__Data extracts__.

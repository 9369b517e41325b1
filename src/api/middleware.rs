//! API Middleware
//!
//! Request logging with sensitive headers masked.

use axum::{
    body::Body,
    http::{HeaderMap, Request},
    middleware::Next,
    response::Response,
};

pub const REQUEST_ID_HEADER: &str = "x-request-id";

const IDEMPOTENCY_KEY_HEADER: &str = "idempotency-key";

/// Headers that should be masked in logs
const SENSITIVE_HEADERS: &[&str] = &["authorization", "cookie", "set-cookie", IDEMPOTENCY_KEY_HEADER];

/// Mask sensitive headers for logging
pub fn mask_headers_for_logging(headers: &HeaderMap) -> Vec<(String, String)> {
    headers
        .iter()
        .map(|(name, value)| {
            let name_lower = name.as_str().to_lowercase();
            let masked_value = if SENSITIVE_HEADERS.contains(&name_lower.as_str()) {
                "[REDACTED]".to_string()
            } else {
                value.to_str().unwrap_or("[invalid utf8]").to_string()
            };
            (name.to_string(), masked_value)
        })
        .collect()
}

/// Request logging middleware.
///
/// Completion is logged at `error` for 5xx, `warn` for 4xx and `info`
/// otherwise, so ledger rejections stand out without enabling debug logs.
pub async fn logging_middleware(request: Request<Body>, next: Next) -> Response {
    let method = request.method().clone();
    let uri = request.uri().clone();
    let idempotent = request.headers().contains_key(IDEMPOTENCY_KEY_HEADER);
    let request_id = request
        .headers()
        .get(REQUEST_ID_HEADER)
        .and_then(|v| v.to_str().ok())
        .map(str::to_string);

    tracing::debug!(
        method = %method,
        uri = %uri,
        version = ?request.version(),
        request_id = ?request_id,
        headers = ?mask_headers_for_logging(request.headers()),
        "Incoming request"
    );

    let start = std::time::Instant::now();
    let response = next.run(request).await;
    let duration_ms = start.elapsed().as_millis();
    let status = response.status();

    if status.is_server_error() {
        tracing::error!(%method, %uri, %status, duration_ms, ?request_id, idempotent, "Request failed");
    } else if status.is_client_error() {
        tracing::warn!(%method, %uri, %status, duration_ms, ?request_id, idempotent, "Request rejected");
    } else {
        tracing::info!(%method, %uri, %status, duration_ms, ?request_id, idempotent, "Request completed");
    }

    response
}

__Prompt__.
Return each line of the data exactly as written above.

__Exercise output__.
repository 9369b517e41325b1
filename src/api/middleware.rs
//! API Middleware
//!
//! Request logging with sensitive headers masked.

use axum::{
    body::Body,
    http::{HeaderMap, Request},
    middleware::Next,
    response::Response,
};

pub const REQUEST_ID_HEADER: &str = "x-request-id";

const IDEMPOTENCY_KEY_HEADER: &str = "idempotency-key";

/// Headers that should be masked in logs
const SENSITIVE_HEADERS: &[&str] = &["authorization", "cookie", "set-cookie", IDEMPOTENCY_KEY_HEADER];

/// Mask sensitive headers for logging
pub fn mask_headers_for_logging(headers: &HeaderMap) -> Vec<(String, String)> {
    headers
        .iter()
        .map(|(name, value)| {
            let name_lower = name.as_str().to_lowercase();
            let masked_value = if SENSITIVE_HEADERS.contains(&name_lower.as_str()) {
                "[REDACTED]".to_string()
            } else {
                value.to_str().unwrap_or("[invalid utf8]").to_string()
            };
            (name.to_string(), masked_value)
        })
        .collect()
}

/// Request logging middleware.
///
/// Completion is logged at `error` for 5xx, `warn` for 4xx and `info`
/// otherwise, so ledger rejections stand out without enabling debug logs.
pub async fn logging_middleware(request: Request<Body>, next: Next) -> Response {
    let method = request.method().clone();
    let uri = request.uri().clone();
    let idempotent = request.headers().contains_key(IDEMPOTENCY_KEY_HEADER);
    let request_id = request
        .headers()
        .get(REQUEST_ID_HEADER)
        .and_then(|v| v.to_str().ok())
        .map(str::to_string);

    tracing::debug!(
        method = %method,
        uri = %uri,
        version = ?request.version(),
        request_id = ?request_id,
        headers = ?mask_headers_for_logging(request.headers()),
        "Incoming request"
    );

    let start = std::time::Instant::now();
    let response = next.run(request).await;
    let duration_ms = start.elapsed().as_millis();
    let status = response.status();

    if status.is_server_error() {
        tracing::error!(%method, %uri, %status, duration_ms, ?request_id, idempotent, "Request failed");
    } else if status.is_client_error() {
        tracing::warn!(%method, %uri, %status, duration_ms, ?request_id, idempotent, "Request rejected");
    } else {
        tracing::info!(%method, %uri, %status, duration_ms, ?request_id, idempotent, "Request completed");
    }

    response
}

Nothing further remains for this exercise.